- English version cover

Single by Aespa

from the EP Girls
- Language: English
- Released: June 24, 2022
- Genre: Pop; soft pop; bubblegum pop;
- Length: 2:58
- Label: SM; Warner;
- Songwriters: Uzoechi Emenike; Becky Hill; Sam Klempner;
- Producer: Klempner;

Aespa singles chronology
| "Dreams Come True" (2021) | "Life's Too Short" (2022) | "Girls" (2022) |

Music video
- "Life's Too Short " on YouTube

= Life's Too Short (Aespa song) =

"Life's Too Short" is a song by the South Korean girl group Aespa, released on June 24, 2022, by SM Entertainment and Warner Records, as the pre-release single from the group's second extended play Girls. The song is the group's first song fully recorded in English. It was written by Uzoechi Emenike, Becky Hill and Sam Klempner and produced by Klempner. "Life's Too Short" is a mid-tempo pop, soft pop and bubblegum pop song, driven by an electric guitar riff. It is about staying true to oneself and doing what makes one happy, no matter what others have to say.

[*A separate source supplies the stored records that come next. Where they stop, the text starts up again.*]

//! Database schema migrations. Every statement is idempotent.

use sqlx::SqlitePool;

pub async fn run_migrations(pool: &SqlitePool) -> Result<(), sqlx::Error> {
    // One row per indexed codebase
    sqlx::query(
        r#"
        CREATE TABLE IF NOT EXISTS snapshots (
            identity TEXT PRIMARY KEY,
            root TEXT NOT NULL,
            collection TEXT NOT NULL,
            generation INTEGER NOT NULL DEFAULT 0,
            created_at INTEGER NOT NULL,
            last_started_at INTEGER,
            last_completed_at INTEGER
        )
        "#,
    )
    .execute(pool)
    .await?;

    // One row per indexed file; chunk_ids is a JSON array in chunk order
    sqlx::query(
        r#"
        CREATE TABLE IF NOT EXISTS snapshot_files (
            identity TEXT NOT NULL,
            relative_path TEXT NOT NULL,
            hash TEXT NOT NULL,
            size INTEGER NOT NULL,
            modified INTEGER NOT NULL,
            chunk_ids TEXT NOT NULL DEFAULT '[]',
            PRIMARY KEY (identity, relative_path)
        )
        "#,
    )
    .execute(pool)
    .await?;

    sqlx::query(
        r#"
        CREATE TABLE IF NOT EXISTS vector_collections (
            name TEXT PRIMARY KEY,
            dims INTEGER NOT NULL,
            created_at INTEGER NOT NULL
        )
        "#,
    )
    .execute(pool)
    .await?;

    sqlx::query(
        r#"
        CREATE TABLE IF NOT EXISTS vector_entries (
            collection TEXT NOT NULL,
            id TEXT NOT NULL,
            relative_path TEXT NOT NULL,
            start_line INTEGER NOT NULL,
            end_line INTEGER NOT NULL,
            file_extension TEXT NOT NULL,
            content TEXT NOT NULL,
            embedding BLOB NOT NULL,
            PRIMARY KEY (collection, id)
        )
        "#,
    )
    .execute(pool)
    .await?;

    sqlx::query(
        "CREATE INDEX IF NOT EXISTS idx_vector_entries_path ON vector_entries(collection, relative_path)",
    )
    .execute(pool)
    .await?;

    Ok(())
}

#[cfg(test)]
mod tests {
    use super::*;
    use crate::db;
    use tempfile::TempDir;

    #[tokio::test]
    async fn test_migrations_are_idempotent() {
        let tmp = TempDir::new().unwrap();
        let pool = db::connect_path(&tmp.path().join("data/c.sqlite"))
            .await
            .unwrap();
        run_migrations(&pool).await.unwrap();
        run_migrations(&pool).await.unwrap();

        let tables: Vec<String> = sqlx::query_scalar(
            "SELECT name FROM sqlite_master WHERE type = 'table' ORDER BY name",
        )
        .fetch_all(&pool)
        .await
        .unwrap();
        assert_eq!(
            tables,
            vec![
                "snapshot_files",
                "snapshots",
                "vector_collections",
                "vector_entries"
            ]
        );
        pool.close().await;
    }
}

==Background and release==
On April 19, 2022, it was announced that Aespa would be performing at the Coachella Valley Music and Arts Festival on April 23, as part of 88rising's Head in the Clouds Forever showcase. Their setlist included "Savage", "Next Level", "Black Mamba" and an English version of a new song titled "Life's Too Short", which was announced as a part of their upcoming release. On June 1, 2022, a teaser marking the release of Girls, was posted on the group's various social media accounts. It was also revealed that the group would release the English version of "Life's Too Short" as the second pre-release single from the EP on June 24. The song was released for digital download and streaming on June 24, 2022, by SM Entertainment and Warner Records.

==Composition==
"Life's Too Short" was written by Uzoechi Emenike, Becky Hill and Sam Klempner and produced by Klempner. Musically, the song was described as a medium-tempo pop, soft pop and bubblegum pop song with a "catchy, electric guitar riff" and "bright, breezy and hopeful vocals". The song's lyrics have a "positive aspiration to enjoy a once-in-a-lifetime life as desired without regrets". "Life's Too Short" was composed in the key of C minor, with a tempo of 72 beats per minute. Aespa said that the song is a "reminder to all our MYs to stay true to yourselves and spread love because life is too short for hate".

==Critical reception==
Billboards Jason Lipshutz wrote that the song "slyly harkens back to some stone-cold classic singles from girl groups like the Spice Girls and Destiny's Child". Tomas Mier of Rolling Stone deemed the song "a soft bop, laced with a catchy chorus and danceable melody". Riddhi Chakraborty from Rolling Stone India described the song as "an anthem about staying true to yourself and doing what makes you happy – no matter what haters have to say".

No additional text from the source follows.